En épocas pasadas el cuido de nuestros padres se le dejaba a la mujer en el hogar porque esta no trabajaba o algún vecino que se tomaba la responsabilidad con mucho amor de “ponerles el ojo a nuestros padres” mientras íbamos a trabajar o hacer algún quehacer.  Es claro que en estos tiempos esa estructura de base en las comunidades no existe por las exigencias socioeconómicas existentes.

No obstante, en tiempos contemporáneos nuestros hijos recurren al cuido de nuestros padres y envejecientes en Centros u Hogares de Cuido Diurno o de larga Duración.  En el momento de decidir dónde vamos a confiar el cuido de nuestros padres envejecientes la decisión no debe ser diferente al cuido que buscamos para nuestros niños infantes o edad preescolar.  Los siguientes factores deberán de tenerse muy en cuenta en la búsqueda e identificación de lugares para la permanencia de nuestros padres envejecientes bien sea cuido diurna o de larga duración:  Supervisión, calidad de cuido, dietas, programas o actividades, credenciales del centro u hogar lo mismo que de su personal médico y de apoyo, tamaño del espacio, sistema de seguridad, emergencias, etc.

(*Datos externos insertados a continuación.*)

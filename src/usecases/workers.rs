//! Supervised Workers
//!
//! Adapters from the ingestion components to the `Worker` port, so the
//! supervisor can start, stop and probe them.

use std::sync::Arc;

use async_trait::async_trait;

use crate::domain::quote::InstrumentId;
use crate::domain::state::ConnectionState;
use crate::error::IngestResult;
use crate::ports::worker::{HealthStatus, Worker};
use crate::usecases::hybrid_manager::HybridDataManager;
use crate::usecases::poller::{Poller, PollerLifecycle};

/// A standalone poller under supervision.
pub struct PollerWorker {
    poller: Arc<Poller>,
}

impl PollerWorker {
    pub const fn new(poller: Arc<Poller>) -> Self {
        Self { poller }
    }
}

#[async_trait]
impl Worker for PollerWorker {
    fn name(&self) -> &str {
        self.poller.name()
    }

    async fn start(&self) -> IngestResult<()> {
        self.poller.start().await
    }

    async fn stop(&self) -> IngestResult<()> {
        self.poller.stop().await;
        Ok(())
    }

    async fn is_healthy(&self) -> HealthStatus {
        poller_health(&self.poller)
    }
}

fn poller_health(poller: &Poller) -> HealthStatus {
    if poller.is_halted() {
        let reason = poller
            .stats()
            .last_error
            .unwrap_or_else(|| "consecutive failure limit reached".to_string());
        return HealthStatus::Fatal(format!("poller '{}' halted: {reason}", poller.name()));
    }
    if poller.lifecycle() != PollerLifecycle::Started {
        return HealthStatus::Unhealthy(format!("poller '{}' is not running", poller.name()));
    }
    if poller.is_healthy() {
        HealthStatus::Healthy
    } else {
        let stats = poller.stats();
        HealthStatus::Unhealthy(format!(
            "poller '{}' failed {} cycles in a row",
            poller.name(),
            stats.consecutive_failures
        ))
    }
}

/// The hybrid manager and everything it owns, as one supervised unit.
pub struct HybridWorker {
    name: String,
    manager: Arc<HybridDataManager>,
    instruments: Vec<InstrumentId>,
}

impl HybridWorker {
    pub fn new(
        name: impl Into<String>,
        manager: Arc<HybridDataManager>,
        instruments: Vec<InstrumentId>,
    ) -> Self {
        Self {
            name: name.into(),
            manager,
            instruments,
        }
    }
}

#[async_trait]
impl Worker for HybridWorker {
    fn name(&self) -> &str {
        &self.name
    }

    async fn start(&self) -> IngestResult<()> {
        self.manager.start(&self.instruments).await
    }

    async fn stop(&self) -> IngestResult<()> {
        self.manager.stop().await
    }

    /// Healthy while at least one source delivers: a subscribed stream
    /// or a healthy poller. Fatal once every source has given up.
    async fn is_healthy(&self) -> HealthStatus {
        if !self.manager.is_started().await {
            return HealthStatus::Unhealthy("hybrid manager is not started".to_string());
        }

        let stream_state = self.manager.stream().map(|s| s.state());
        let pollers = self.manager.pollers();
        let poll_statuses: Vec<HealthStatus> = pollers.iter().map(|p| poller_health(p)).collect();

        let stream_ok = stream_state == Some(ConnectionState::Subscribed);
        let poll_ok = poll_statuses.iter().any(HealthStatus::is_healthy);
        if stream_ok || poll_ok {
            return HealthStatus::Healthy;
        }

        let stream_gone = stream_state.is_none_or(|s| s == ConnectionState::Failed);
        let polls_gone = poll_statuses
            .iter()
            .all(|s| matches!(s, HealthStatus::Fatal(_)));
        let state = stream_state.map_or_else(|| "none".to_string(), |s| s.to_string());
        if stream_gone && polls_gone {
            HealthStatus::Fatal(format!(
                "no live source: stream {state}, {} poller(s) halted",
                pollers.len()
            ))
        } else {
            HealthStatus::Unhealthy(format!(
                "no healthy source yet: stream {state}, {} poller(s) unhealthy",
                pollers.len()
            ))
        }
    }
}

En nuestra isla, existe una gran cantidad de estos lugares donde se prestan toda clase de servicios y no dudo de que sean excelentes.  Ya que estos centros u hogares representan una forma lucrativa para los auspiciadores, muchos se esmeran por entrar en cumplimientos con las leyes y regulaciones estatales y federales a la vez que se adhieren a políticas públicas internas de gran sensibilidad en el cuido de nuestros envejecientes.  Por otro lado, lamentablemente se han visto los reportes de muchos casos donde los derechos de nuestros envejecientes han sido violados por ser objetos de abuso físico y mental.  He pasado por muchos de estos lugares y me ha llamado la atención como los envejecientes han sido privados de su libertad.  Es triste verlos asomados agarrados de los barrotes de una ventana o un balcón mirando hacia fuera y dando la sensación como si estuvieran en prisiones de segunda clase. Por eso debemos buscar estos lugares que reúnan los requisitos por ley y que respondan a las necesidades de nuestros padres con detenimiento tal como si fuéramos a buscar un lugar para confiar el cuido de nuestros hijos.

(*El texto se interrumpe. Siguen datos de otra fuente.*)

/// Background source arbitration.
struct Arbiter {
    cache: Arc<QuoteCache>,
    stream: Option<Arc<StreamHandler>>,
    alerts: Option<Arc<dyn AlertSink>>,
    staleness_window: Duration,
    retry_cooldown: Duration,
}

impl Arbiter {
    async fn run(self, cancel: CancellationToken) {
        let mut ticker = tokio::time::interval(self.staleness_window / 2);
        ticker.set_missed_tick_behavior(tokio::time::MissedTickBehavior::Delay);
        let mut state_rx = self.stream.as_ref().map(|s| s.watch_state());
        let mut retry_at: Option<Instant> = None;
        let mut last_state: Option<ConnectionState> = None;

        loop {
            let wake = tokio::select! {
                biased;
                () = cancel.cancelled() => break,
                () = sleep_until(retry_at) => Wake::Retry,
                changed = state_changed(&mut state_rx) => {
                    if changed { Wake::StateChanged } else { Wake::StreamGone }
                }
                _ = ticker.tick() => Wake::Tick,
            };

            match wake {
                Wake::StreamGone => {
                    state_rx = None;
                    continue;
                }
                Wake::Retry => {
                    retry_at = None;
                    self.retry_stream().await;
                    continue;
                }
                Wake::Tick | Wake::StateChanged => {}
            }

            let Some(stream) = &self.stream else {
                continue;
            };
            let state = stream.state();
            if last_state != Some(state) {
                last_state = Some(state);
                if state == ConnectionState::Failed && retry_at.is_none() {
                    retry_at = Some(Instant::now() + self.retry_cooldown);
                    self.notify(
                        Severity::Warning,
                        &format!(
                            "stream '{}' failed, serving poll data; retry in {:?}",
                            stream.name(),
                            self.retry_cooldown
                        ),
                    )
                    .await;
                }
            }
            self.arbitrate(state);
        }
        debug!("Source arbiter stopped");
    }

    fn arbitrate(&self, state: ConnectionState) {
        let moved = if state == ConnectionState::Subscribed {
            self.cache.fail_over_stale(self.staleness_window, Instant::now())
        } else {
            self.cache.fail_over_all()
        };
        if !moved.is_empty() {
            warn!(
                stream_state = %state,
                count = moved.len(),
                instruments = ?moved,
                "Instruments failed over to poll"
            );
        }
    }

    async fn retry_stream(&self) {
        let Some(stream) = &self.stream else {
            return;
        };
        if stream.state() != ConnectionState::Failed {
            return;
        }
        info!(stream = %stream.name(), "Retrying failed stream after cooldown");
        if let Err(e) = stream.connect().await {
            error!(stream = %stream.name(), error = %e, "Stream retry failed");
        }
    }

    async fn notify(&self, severity: Severity, message: &str) {
        if let Some(alerts) = &self.alerts {
            alerts.notify(severity, message).await;
        }
    }
}

async fn state_changed(rx: &mut Option<watch::Receiver<ConnectionState>>) -> bool {
    match rx {
        Some(rx) => rx.changed().await.is_ok(),
        None => std::future::pending().await,
    }
}

async fn sleep_until(at: Option<Instant>) {
    match at {
        Some(at) => tokio::time::sleep_until(at).await,
        None => std::future::pending().await,
    }
}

Hace unos meses asistí a la inauguración del Hogar Pura Vida en Higuillar en Dorado, PR bajo la administración del Dr. Luis González y María de los Ángeles.  El Dr. González fue el arquitecto del concepto del Hogar Pura Vida donde ha vaciado su visión de un hogar donde nuestros envejecientes tengan un cuido digno como seres humanos y digno de las contribuciones que estos han aportado a la familia y la sociedad.  El Dr. González rehusó llamarle meramente un “centro sino le llamo “hogar” con la idea de recrear un ambiente personal para los envejecientes.  Es un espacio amplio, estilo campo donde los envejecientes tendrán la más alta calidad de cuidado médico y profesional, nutrición y actividades amenas para los participantes. Además, estos envejecientes tendrán la oportunidad de caminar por los alrededores acompañados por el personal bien sea por si mismos o en silla de ruedas para echar maíz a las gallinitas, recoger sus huevos, también hay varios otros animalitos y arbustos y árboles que les distraerán en grande.  El personal es simplemente muy bien preparado y altamente sensible a las necesidades de los envejecientes envueltos en el programa. En estos tiempos de austeridad económica estos son asuntos que se deben de evaluar y balancear bien cuando se trata de nuestros envejecientes.  No estaría mal que los ingresos que reciben nuestros envejecientes sean invertidos en un lugar donde estos vivan la etapa avanzada de su vida en forma digna y merecedora. Sobre todo, no olvidar que al envejecer nuestros padres los roles se reversan. Hagámoslo con mucho amor y con la más alta dignidad.